Atlantic writer Amy Lueck’s recent article describes the history of the high school in the United States from Horace Mann’s inception of the idea through today and concludes that the injection of “choice” could undercut the high-minded community building mission of high schools. She opens her essay with this:

In 2016, shortly after she was appointed to the position, U.S. Secretary of Education Betsy DeVos declared American public schools a “dead end.” Instead, DeVos advocates for “school choice,” code for charter schools, vouchers, and other privatization efforts.

Families who have watched their local schools struggle might agree with DeVos, but her characterization is still troubling. It reflects a distrust of education as a communal goal, not just an individual one. That’s a big change from the objective of American public schools during their first two centuries. Far from being a “dead end,” for a long time the public school—particularly the public high school—served an important civic purpose: not only as an academic training ground, but also as a center for community and activity in American cities.

Ms. Lueck’s essay then describes how high schools evolved into the focal point of many communities and how, for better or worse, they socialized teenagers, as she described in this paragraph that appears early in her essay:

Public schools have also perpetuated racial and economic inequity. But the high school still galvanized a shared, American society. It helped people aspire toward greater equality together, and it used education to bring together diverse interests and people to forge social bonds of support. That effort shaped the American city of the 19th and early-20th centuries. High schools can continue to do this, so long as they can resist being dismantled.

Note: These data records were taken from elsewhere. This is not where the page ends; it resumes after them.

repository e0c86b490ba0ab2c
//! Database migrations.
//!
//! Migrations are managed using sea-orm-migration.

pub use sea_orm_migration::prelude::*;

mod m20260301_000001_initial;

/// Migrator for running database migrations.
pub struct Migrator;

#[async_trait::async_trait]
impl MigratorTrait for Migrator {
    fn migrations() -> Vec<Box<dyn MigrationTrait>> {
        vec![Box::new(m20260301_000001_initial::Migration)]
    }
}
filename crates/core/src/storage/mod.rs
//! Object storage for generated quotation documents, using Apache OpenDAL.
//!
//! Supported providers:
//! - S3-compatible: Cloudflare R2, AWS S3, MinIO
//! - Local filesystem (development only)
//! - In-process memory (tests)
//!
//! # Architecture
//!
//! ```text
//! ┌─────────────────────────────────────────────────────────────────┐
//! │                      Apache OpenDAL                             │
//! │                   (Unified Storage API)                         │
//! ├─────────────────────────────────────────────────────────────────┤
//! │ op.write("key", data)      │ op.stat("key")                     │
//! │ op.read("key")             │ op.delete("key")                   │
//! └─────────────────────────────────────────────────────────────────┘
//! ```

mod error;
mod service;

pub use error::StorageError;
pub use service::{StorageService, StoredObject, sanitize_segment};
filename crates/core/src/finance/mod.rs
//! Running finance summary.
//!
//! A single process-wide row of `total_income` and `total_balance`. All
//! mutation goes through atomic deltas applied by the store; callers never
//! read, modify, and write it back.

use std::sync::Arc;

use chrono::{DateTime, Utc};
use rust_decimal::Decimal;
use serde::{Deserialize, Serialize};
use thiserror::Error;
use tracing::info;

/// The finance summary singleton.
#[derive(Debug, Clone, PartialEq, Eq, Serialize, Deserialize)]
pub struct FinanceSummary {
    /// Cumulative approved income.
    pub total_income: Decimal,
    /// Current balance.
    pub total_balance: Decimal,
    /// Last mutation.
    pub updated_at: DateTime<Utc>,
}

/// Errors from the finance summary.
#[derive(Debug, Error)]
pub enum FinanceError {
    /// Input failed validation.
    #[error("Validation error: {0}")]
    Validation(String),

    /// Persistence failure.
    #[error("Database error: {0}")]
    Database(String),
}

impl FinanceError {
    /// Returns the HTTP status code for this error.
    #[must_use]
    pub fn status_code(&self) -> u16 {
        match self {
            Self::Validation(_) => 400,
            Self::Database(_) => 500,
        }
    }

    /// Returns the error code for API responses.
    #[must_use]
    pub fn error_code(&self) -> &'static str {
        match self {
            Self::Validation(_) => "VALIDATION_ERROR",
            Self::Database(_) => "DATABASE_ERROR",
        }
    }
}

/// Atomic access to the finance summary.
///
/// Implementations must create the row lazily and apply every delta in a
/// single atomic statement.
pub trait FinanceLedger: Send + Sync {
    /// Read the summary, creating it with zero totals if absent.
    fn summary(
        &self,
    ) -> impl std::future::Future<Output = Result<FinanceSummary, FinanceError>> + Send;

    /// Atomically add deltas to both totals and return the new state.
    fn apply_delta(
        &self,
        income_delta: Decimal,
        balance_delta: Decimal,
    ) -> impl std::future::Future<Output = Result<FinanceSummary, FinanceError>> + Send;
}

/// Finance summary service.
pub struct FinanceService<L: FinanceLedger> {
    ledger: Arc<L>,
}

impl<L: FinanceLedger> FinanceService<L> {
    /// Create a new finance service.
    #[must_use]
    pub fn new(ledger: Arc<L>) -> Self {
        Self { ledger }
    }

    /// Current summary.
    ///
    /// # Errors
    ///
    /// Returns `Database` if the summary row cannot be read or created.
    pub async fn get_summary(&self) -> Result<FinanceSummary, FinanceError> {
        self.ledger.summary().await
    }

    /// Shift the balance by `delta`, which may be negative.
    ///
    /// # Errors
    ///
    /// Returns `Validation` for a zero delta.
    pub async fn adjust_balance(&self, delta: Decimal) -> Result<FinanceSummary, FinanceError> {
        if delta.is_zero() {
            return Err(FinanceError::Validation(
                "delta must not be zero".to_string(),
            ));
        }
        let summary = self.ledger.apply_delta(Decimal::ZERO, delta).await?;
        info!(delta = %delta, balance = %summary.total_balance, "Balance adjusted");
        Ok(summary)
    }

    /// Record approved income: raises income and balance together.
    ///
    /// # Errors
    ///
    /// Returns `Validation` unless `amount > 0`.
    pub async fn increment_income(&self, amount: Decimal) -> Result<FinanceSummary, FinanceError> {
        validate_positive(amount)?;
        let summary = self.ledger.apply_delta(amount, amount).await?;
        info!(amount = %amount, income = %summary.total_income, "Income incremented");
        Ok(summary)
    }

    /// Reverse previously recorded income: lowers income and balance together.
    ///
    /// # Errors
    ///
    /// Returns `Validation` unless `amount > 0`.
    pub async fn decrement_income(&self, amount: Decimal) -> Result<FinanceSummary, FinanceError> {
        validate_positive(amount)?;
        let summary = self.ledger.apply_delta(-amount, -amount).await?;
        info!(amount = %amount, income = %summary.total_income, "Income decremented");
        Ok(summary)
    }
}

fn validate_positive(amount: Decimal) -> Result<(), FinanceError> {
    if amount <= Decimal::ZERO {
        return Err(FinanceError::Validation(
            "amount must be greater than zero".to_string(),
        ));
    }
    Ok(())
}
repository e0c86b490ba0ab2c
//! Property-based tests for the quotation engine.
//!
//! - `grand_total == subtotal + total_contingency + total_tax` after every write
//! - Locked rows refuse update and revise and stay unchanged
//! - Versions within a lineage are `1..=n` with no duplicates

use std::sync::Arc;

use proptest::prelude::*;
use rust_decimal::Decimal;
use rust_decimal_macros::dec;
use uuid::Uuid;

use super::error::QuotationError;
use super::service::QuotationService;
use super::types::{
    ContingencyItem, CreateQuotationInput, LaborItem, MaterialItem, Quotation,
    QuotationContentInput, QuotationItems, ServiceItem, TaxItem,
};
use crate::testing::{
    MemoryLedger, StubArtifacts, StubCatalog, block_on, seed_estimation, seed_project,
};

type Service =
    QuotationService<MemoryLedger, MemoryLedger, MemoryLedger, StubArtifacts, StubCatalog>;

fn money() -> impl Strategy<Value = Decimal> {
    (0i64..10_000_000i64).prop_map(|cents| Decimal::new(cents, 2))
}

fn quantity() -> impl Strategy<Value = Decimal> {
    (0i64..100_000i64).prop_map(|v| Decimal::new(v, 1))
}

fn items() -> impl Strategy<Value = QuotationItems> {
    (
        prop::collection::vec((quantity(), money()), 0..4),
        prop::collection::vec((quantity(), money()), 0..4),
        prop::collection::vec(money(), 0..3),
        prop::collection::vec(money(), 0..3),
        prop::collection::vec((prop::option::of(0i64..2500i64), money()), 0..3),
    )
        .prop_map(|(labor, material, service, contingency, tax)| QuotationItems {
            labor_items: labor
                .into_iter()
                .map(|(hours, rate)| LaborItem {
                    task: "Task".to_string(),
                    hours,
                    rate,
                    total: Decimal::ZERO,
                })
                .collect(),
            material_items: material
                .into_iter()
                .map(|(quantity, unit_price)| MaterialItem {
                    material_id: None,
                    description: "Material".to_string(),
                    quantity,
                    unit_price,
                    total: Decimal::ZERO,
                })
                .collect(),
            service_items: service
                .into_iter()
                .map(|cost| ServiceItem {
                    service: "Service".to_string(),
                    cost,
                })
                .collect(),
            contingency_items: contingency
                .into_iter()
                .map(|amount| ContingencyItem {
                    description: "Buffer".to_string(),
                    amount,
                })
                .collect(),
            tax_items: tax
                .into_iter()
                .map(|(pct, amount)| TaxItem {
                    description: "Tax".to_string(),
                    percentage: pct.map(|p| Decimal::new(p, 2)),
                    amount,
                })
                .collect(),
        })
}

fn setup() -> (Arc<MemoryLedger>, Service) {
    let ledger = Arc::new(MemoryLedger::new());
    let project = seed_project(&ledger, "PRJ-QP");
    seed_estimation(&ledger, project.id, 1, dec!(1000));
    let service = QuotationService::new(
        ledger.clone(),
        ledger.clone(),
        ledger.clone(),
        Arc::new(StubArtifacts::ok()),
        Arc::new(StubCatalog::default()),
    );
    (ledger, service)
}

fn create(service: &Service, items: QuotationItems) -> Quotation {
    block_on(service.create_quotation(CreateQuotationInput {
        project_ref: "PRJ-QP".to_string(),
        estimate_version: None,
        items,
        remarks: None,
        created_by: Some(Uuid::nil()),
    }))
    .unwrap()
}

fn assert_balanced(q: &Quotation) -> Result<(), TestCaseError> {
    prop_assert_eq!(
        q.totals.grand_total,
        q.totals.subtotal + q.totals.total_contingency + q.totals.total_tax
    );
    let lines: Decimal = q.items.labor_items.iter().map(|i| i.total).sum::<Decimal>()
        + q.items.material_items.iter().map(|i| i.total).sum::<Decimal>()
        + q.items.service_items.iter().map(|i| i.cost).sum::<Decimal>();
    prop_assert_eq!(q.totals.subtotal, lines);
    Ok(())
}

proptest! {
    #![proptest_config(ProptestConfig::with_cases(64))]

    /// *For any* items, create, update, and revise all leave the totals balanced.
    #[test]
    fn prop_grand_total_balances(first in items(), second in items(), third in items()) {
        let (_ledger, service) = setup();

        let created = create(&service, first);
        assert_balanced(&created)?;

        let updated = block_on(service.update_quotation(
            created.id,
            QuotationContentInput { items: second, ..QuotationContentInput::default() },
        ))
        .unwrap();
        assert_balanced(&updated)?;

        let revised = block_on(service.revise_quotation(
            created.id,
            QuotationContentInput { items: third, ..QuotationContentInput::default() },
        ))
        .unwrap();
        assert_balanced(&revised)?;
    }

    /// *For any* locked quotation, update and revise fail with `Locked`
    /// and the stored row is unchanged.
    #[test]
    fn prop_locked_is_immutable(first in items(), edit in items()) {
        let (_ledger, service) = setup();
        let created = create(&service, first);
        let locked = block_on(service.lock_quotation(created.id)).unwrap();

        let update = block_on(service.update_quotation(
            created.id,
            QuotationContentInput { items: edit.clone(), ..QuotationContentInput::default() },
        ));
        let revise = block_on(service.revise_quotation(
            created.id,
            QuotationContentInput { items: edit, ..QuotationContentInput::default() },
        ));

        prop_assert!(matches!(update, Err(QuotationError::Locked(_))));
        prop_assert!(matches!(revise, Err(QuotationError::Locked(_))));
        prop_assert_eq!(block_on(service.get_quotation(created.id)).unwrap(), locked);
    }

    /// *For any* mix of creates and revisions of the latest row, versions
    /// are `1..=n` and revision of N yields N+1 with identical lineage fields.
    #[test]
    fn prop_versions_contiguous(ops in prop::collection::vec(any::<bool>(), 1..10)) {
        let (_ledger, service) = setup();
        let mut latest = create(&service, QuotationItems::default());

        for revise in ops {
            let next = if revise {
                block_on(service.revise_quotation(latest.id, QuotationContentInput::default()))
                    .unwrap()
            } else {
                create(&service, QuotationItems::default())
            };
            prop_assert_eq!(next.version, latest.version + 1);
            if revise {
                prop_assert_eq!(next.project_id, latest.project_id);
                prop_assert_eq!(next.estimate_version, latest.estimate_version);
                prop_assert_eq!(next.created_by, latest.created_by);
                let prior = block_on(service.get_quotation(latest.id)).unwrap();
                prop_assert_eq!(prior, latest);
            }
            latest = next;
        }

        let versions: Vec<i32> = block_on(service.get_quotation_versions("PRJ-QP", Some(1), None))
            .unwrap()
            .iter()
            .map(|q| q.version)
            .collect();
        let expected: Vec<i32> = (1..=latest.version).collect();
        prop_assert_eq!(versions, expected);
    }
}
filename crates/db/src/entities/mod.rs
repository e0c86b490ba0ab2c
//! `SeaORM` entity definitions.

pub mod prelude;

pub mod estimations;
pub mod expenses;
pub mod finance_summary;
pub mod incomes;
pub mod materials;
pub mod notifications;
pub mod payments;
pub mod projects;
pub mod purchase_orders;
pub mod quotations;
pub mod sea_orm_active_enums;
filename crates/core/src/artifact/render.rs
//! Plain-text quotation rendering.

use std::fmt::Write;

use crate::quotation::Quotation;

/// Render a quotation as a plain-text document.
#[must_use]
pub fn render_text(q: &Quotation) -> String {
    let mut out = String::new();
    // Writing to a String never fails.
    let _ = write_document(&mut out, q);
    out
}

fn write_document(out: &mut String, q: &Quotation) -> std::fmt::Result {
    writeln!(out, "QUOTATION")?;
    writeln!(out, "Project:          {}", q.project_id)?;
    writeln!(out, "Estimate version: {}", q.estimate_version)?;
    writeln!(out, "Version:          {}", q.version)?;
    writeln!(out, "Status:           {}", q.status)?;
    writeln!(out, "Date:             {}", q.updated_at.format("%Y-%m-%d"))?;
    if let Some(remarks) = &q.remarks {
        writeln!(out, "Remarks:          {remarks}")?;
    }

    if !q.items.labor_items.is_empty() {
        writeln!(out, "\nLABOR")?;
        for item in &q.items.labor_items {
            writeln!(
                out,
                "  {:<32} {:>8} h x {:>12} = {:>14}",
                item.task, item.hours, item.rate, item.total
            )?;
        }
    }
    if !q.items.material_items.is_empty() {
        writeln!(out, "\nMATERIALS")?;
        for item in &q.items.material_items {
            writeln!(
                out,
                "  {:<32} {:>8} x {:>14} = {:>14}",
                item.description, item.quantity, item.unit_price, item.total
            )?;
        }
    }
    if !q.items.service_items.is_empty() {
        writeln!(out, "\nSERVICES")?;
        for item in &q.items.service_items {
            writeln!(out, "  {:<58} {:>14}", item.service, item.cost)?;
        }
    }
    if !q.items.contingency_items.is_empty() {
        writeln!(out, "\nCONTINGENCY")?;
        for item in &q.items.contingency_items {
            writeln!(out, "  {:<58} {:>14}", item.description, item.amount)?;
        }
    }
    if !q.items.tax_items.is_empty() {
        writeln!(out, "\nTAX")?;
        for item in &q.items.tax_items {
            let label = match item.percentage {
                Some(pct) => format!("{} ({pct}%)", item.description),
                None => item.description.clone(),
            };
            writeln!(out, "  {label:<58} {:>14}", item.amount)?;
        }
    }

    writeln!(out)?;
    writeln!(out, "  {:<58} {:>14}", "SUBTOTAL", q.totals.subtotal)?;
    writeln!(out, "  {:<58} {:>14}", "CONTINGENCY", q.totals.total_contingency)?;
    writeln!(out, "  {:<58} {:>14}", "TAX", q.totals.total_tax)?;
    writeln!(out, "  {:<58} {:>14}", "GRAND TOTAL", q.totals.grand_total)?;
    Ok(())
}

#[cfg(test)]
mod tests {
    use super::*;
    use crate::testing::sample_quotation;

    #[test]
    fn test_render_lists_items_and_totals() {
        let text = render_text(&sample_quotation());

        assert!(text.starts_with("QUOTATION"));
        assert!(text.contains("Design"));
        assert!(text.contains("Cable"));
        assert!(text.contains("GRAND TOTAL"));
        assert!(text.contains("600"));
        assert!(!text.contains("SERVICES"));
    }
}
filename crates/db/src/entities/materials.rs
//! `SeaORM` Entity for materials table.

use sea_orm::entity::prelude::*;
use serde::{Deserialize, Serialize};

#[derive(Clone, Debug, PartialEq, DeriveEntityModel, Eq, Serialize, Deserialize)]
#[sea_orm(table_name = "materials")]
pub struct Model {
    #[sea_orm(primary_key, auto_increment = false)]
    pub id: Uuid,
    pub name: String,
    pub unit: Option<String>,
    #[sea_orm(column_type = "Decimal(Some((19, 2)))", nullable)]
    pub unit_price: Option<Decimal>,
    pub created_at: DateTimeWithTimeZone,
}

#[derive(Copy, Clone, Debug, EnumIter, DeriveRelation)]
pub enum Relation {}

impl ActiveModelBehavior for ActiveModel {}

Ms. Lueck doesn’t develop a description of how “choice” IS eroding the broader mission of public education, the mission of helping “…people aspire toward greater equality together”. The consequences of choice, as outlined in yesterday’s post, is that  the children of engaged parents flee the high school leaving “other children” behind thereby undercutting the idea that “OUR children” are in public education together.

So I offer an edit to Ms. Lueck’s subheading to her article, which read:

Public education and its traditions united communities. But “school choice” could put is putting that legacy at risk.

There… fixed it!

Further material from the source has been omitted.